- **ABOUT THIS TASK**: Search the data below, and report every line in which "ImportError" occurs.

------ DATA FOR PROCESSING

use crate::error::{EditError, ImportError};
use crate::graph::{
    LayoutCoordinator, LayoutEngine, LayoutMode, LayoutOutcome, VisualizationGraph, build_graph,
};
use crate::history::{DEFAULT_CAPACITY, EditHistory};
use crate::model::{Integration, IntegrationPatch, IntoIntegration, Step, StepPath};
use crate::selection::{SelectedStep, resolve_selection};
use crate::store::{Store, SubscriberId};
use crate::tree::{IntegrationState, NestedStepIndex, mutator};
use crate::views::{ViewDefinition, ViewProvider};
use log::{debug, warn};
use std::sync::Arc;

type StepComparator = Box<dyn Fn(&Vec<Step>, &Vec<Step>) -> bool>;

/// The editing session: current tree, undo history, selection, views and layout.
///
/// All edits run to completion before returning. Each successful edit replaces the
/// state wholesale, notifies subscribers, and records an undo snapshot of the step
/// tree if it actually changed.
pub struct Editor {
    store: Store<IntegrationState>,
    history: EditHistory<Vec<Step>>,
    selection: Option<SelectedStep>,
    views: Vec<ViewDefinition>,
    view_provider: Option<Box<dyn ViewProvider>>,
    layout: LayoutCoordinator,
}

pub struct EditorBuilder {
    integration: Integration,
    history_capacity: usize,
    layout_mode: LayoutMode,
    view_provider: Option<Box<dyn ViewProvider>>,
    comparator: Option<StepComparator>,
}

impl Default for EditorBuilder {
    fn default() -> Self {
        Self::new()
    }
}

impl EditorBuilder {
    pub fn new() -> Self {
        Self {
            integration: Integration::default(),
            history_capacity: DEFAULT_CAPACITY,
            layout_mode: LayoutMode::default(),
            view_provider: None,
            comparator: None,
        }
    }

    /// Starts from `integration` instead of the empty one. Identifiers are recomputed.
    pub fn with_integration(mut self, integration: Integration) -> Self {
        self.integration = integration;
        self
    }

    pub fn with_history_capacity(mut self, capacity: usize) -> Self {
        self.history_capacity = capacity;
        self
    }

    pub fn with_layout_mode(mut self, mode: LayoutMode) -> Self {
        self.layout_mode = mode;
        self
    }

    pub fn with_view_provider(mut self, provider: impl ViewProvider + 'static) -> Self {
        self.view_provider = Some(Box::new(provider));
        self
    }

    /// Replaces structural equality as the test for "nothing changed" in the history.
    pub fn with_history_comparator(
        mut self,
        comparator: impl Fn(&Vec<Step>, &Vec<Step>) -> bool + 'static,
    ) -> Self {
        self.comparator = Some(Box::new(comparator));
        self
    }

    /// Builds the editor. Fails if the starting integration breaks a branch constraint.
    pub fn build(mut self) -> Result<Editor, EditError> {
        let state = IntegrationState::new(std::mem::take(&mut self.integration))?;
        Ok(self.assemble(state))
    }

    fn assemble(self, state: IntegrationState) -> Editor {
        let initial = state.steps().to_vec();
        let history = match self.comparator {
            Some(same) => EditHistory::with_comparator(initial, same),
            None => EditHistory::new(initial),
        }
        .with_capacity(self.history_capacity);

        let mut editor = Editor {
            store: Store::new(state),
            history,
            selection: None,
            views: Vec::new(),
            view_provider: self.view_provider,
            layout: LayoutCoordinator::new(self.layout_mode),
        };
        editor.refresh_views();
        editor
    }
}

impl Default for Editor {
    fn default() -> Self {
        EditorBuilder::new().assemble(IntegrationState::default())
    }
}

impl Editor {
    pub fn builder() -> EditorBuilder {
        EditorBuilder::new()
    }

    pub fn state(&self) -> Arc<IntegrationState> {
        self.store.get()
    }

    pub fn integration(&self) -> Integration {
        self.store.get().integration().clone()
    }

    pub fn steps(&self) -> Vec<Step> {
        self.store.get().steps().to_vec()
    }

    pub fn nested_steps(&self) -> NestedStepIndex {
        self.store.get().nested_steps().clone()
    }

    /// Projects the current tree onto a graph.
    pub fn graph(&self) -> VisualizationGraph {
        build_graph(self.store.get().steps())
    }

    pub fn subscribe(
        &mut self,
        subscriber: impl FnMut(&Arc<IntegrationState>) + 'static,
    ) -> SubscriberId {
        self.store.subscribe(subscriber)
    }

    pub fn unsubscribe(&mut self, id: SubscriberId) -> bool {
        self.store.unsubscribe(id)
    }

    // --- Edits ---

    pub fn append(&mut self, step: Step) -> Result<(), EditError> {
        self.edit("append", |state| mutator::append(state, step))
    }

    pub fn insert_at(&mut self, step: Step, index: usize) -> Result<(), EditError> {
        self.edit("insert", |state| mutator::insert_at(state, step, index))
    }

    pub fn delete_at(&mut self, index: usize) -> Result<(), EditError> {
        self.edit("delete", |state| mutator::delete_at(state, index))
    }

    pub fn delete_all(&mut self) {
        let previous = self.store.get();
        self.store.set(mutator::delete_all(&previous));
        self.commit_edit("delete all", &previous);
    }

    pub fn replace_at(&mut self, step: Step, index: Option<usize>) -> Result<(), EditError> {
        self.edit("replace", |state| mutator::replace_at(state, step, index))
    }

    pub fn replace_in_branch(&mut self, step: Step, path: &StepPath) -> Result<(), EditError> {
        self.edit("replace in branch", |state| {
            mutator::replace_in_branch(state, step, path)
        })
    }

    pub fn delete_in_branch(
        &mut self,
        replacement_parent: Step,
        parent_index: usize,
    ) -> Result<(), EditError> {
        self.edit("delete in branch", |state| {
            mutator::delete_in_branch(state, replacement_parent, parent_index)
        })
    }

    pub fn bulk_replace(&mut self, patch: IntegrationPatch) -> Result<(), EditError> {
        self.edit("bulk replace", |state| mutator::bulk_replace(state, patch))
    }

    /// Converts an external payload and merges it in.
    pub fn import(&mut self, source: impl IntoIntegration) -> Result<(), ImportError> {
        let patch = source.into_integration()?;
        self.bulk_replace(patch)?;
        Ok(())
    }

    pub fn add_branch(&mut self, identifier: &str) -> Result<(), EditError> {
        self.edit("add branch", |state| mutator::add_branch(state, identifier))
    }

    /// Removes the step with `identifier`, nested or not.
    pub fn remove_step(&mut self, identifier: &str) -> Result<(), EditError> {
        let state = self.store.get();
        if state.nested_steps().contains(identifier) {
            return self.edit("remove nested step", |state| {
                mutator::remove_nested_step(state, identifier)
            });
        }
        let index = state
            .steps()
            .iter()
            .position(|step| step.identifier() == identifier)
            .ok_or_else(|| EditError::UnresolvableIdentifier(identifier.to_string()))?;
        self.delete_at(index)
    }

    // --- History ---

    pub fn undo(&mut self) -> bool {
        match self.history.undo().cloned() {
            Some(steps) => {
                self.restore(steps);
                true
            }
            None => false,
        }
    }

    pub fn redo(&mut self) -> bool {
        match self.history.redo().cloned() {
            Some(steps) => {
                self.restore(steps);
                true
            }
            None => false,
        }
    }

    pub fn can_undo(&self) -> bool {
        self.history.can_undo()
    }

    pub fn can_redo(&self) -> bool {
        self.history.can_redo()
    }

    pub fn history_len(&self) -> usize {
        self.history.len()
    }

    // --- Selection ---

    /// Selects the step behind a graph node. A stale identifier clears the selection.
    pub fn select(&mut self, identifier: &str) -> Option<&SelectedStep> {
        match resolve_selection(&self.store.get(), identifier) {
            Ok(selected) => self.selection = Some(selected),
            Err(e) => {
                warn!("{}; clearing selection", e);
                self.selection = None;
            }
        }
        self.selection.as_ref()
    }

    pub fn selection(&self) -> Option<&SelectedStep> {
        self.selection.as_ref()
    }

    pub fn clear_selection(&mut self) {
        self.selection = None;
    }

    // --- Views ---

    pub fn views(&self) -> &[ViewDefinition] {
        &self.views
    }

    // --- Layout ---

    pub fn layout_mode(&self) -> LayoutMode {
        self.layout.mode()
    }

    pub fn set_layout_mode(&mut self, mode: LayoutMode) {
        self.layout.set_mode(mode);
    }

    /// Lays out the current graph with `engine`. Failures keep the previous rendering.
    pub async fn relayout<E: LayoutEngine>(&mut self, engine: &E) -> LayoutOutcome {
        let graph = self.graph();
        self.layout.run(engine, graph).await
    }

    pub fn layout_coordinator(&mut self) -> &mut LayoutCoordinator {
        &mut self.layout
    }

    pub fn rendered_graph(&self) -> Option<&VisualizationGraph> {
        self.layout.rendered()
    }

    fn edit(
        &mut self,
        name: &str,
        f: impl FnOnce(&IntegrationState) -> Result<IntegrationState, EditError>,
    ) -> Result<(), EditError> {
        let previous = self.store.get();
        self.store.update(f)?;
        self.commit_edit(name, &previous);
        Ok(())
    }

    /// Bookkeeping after a state written by an edit: logging, history, views, selection.
    fn commit_edit(&mut self, name: &str, previous: &IntegrationState) {
        let state = self.store.get();
        debug!(
            "{}: {} steps ({} nested)",
            name,
            state.integration().step_count(),
            state.nested_steps().len()
        );
        if self.history.record(state.steps().to_vec()) {
            debug!("{}: recorded history entry {}", name, self.history.len());
        }
        self.after_change(previous);
    }

    fn restore(&mut self, steps: Vec<Step>) {
        let previous = self.store.get();
        let integration = previous.integration().with_steps(steps);
        self.store.set(IntegrationState::commit(integration));
        self.after_change(&previous);
    }

    fn after_change(&mut self, previous: &IntegrationState) {
        let current = self.store.get();
        if previous.steps() != current.steps() {
            // Layouts still in flight describe a tree that no longer exists.
            self.layout.invalidate();
            self.refresh_views();
        }
        // Identifiers are positional, so the selected step may now be somewhere else.
        if let Some(selected) = &self.selection {
            let still_there = resolve_selection(&current, &selected.identifier)
                .ok()
                .filter(|resolved| resolved.step == selected.step);
            if still_there.is_none() {
                debug!("Selection '{}' no longer resolves", selected.identifier);
            }
            self.selection = still_there;
        }
    }

    fn refresh_views(&mut self) {
        let Some(provider) = &self.view_provider else {
            return;
        };
        match provider.fetch_views(self.store.get().steps()) {
            Ok(views) => self.views = views,
            Err(e) => warn!("{}; keeping {} previous views", e, self.views.len()),
        }
    }
}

------------

- **EXERCISE OUTPUT**:
use crate::error::{EditError, ImportError};
    pub fn import(&mut self, source: impl IntoIntegration) -> Result<(), ImportError> {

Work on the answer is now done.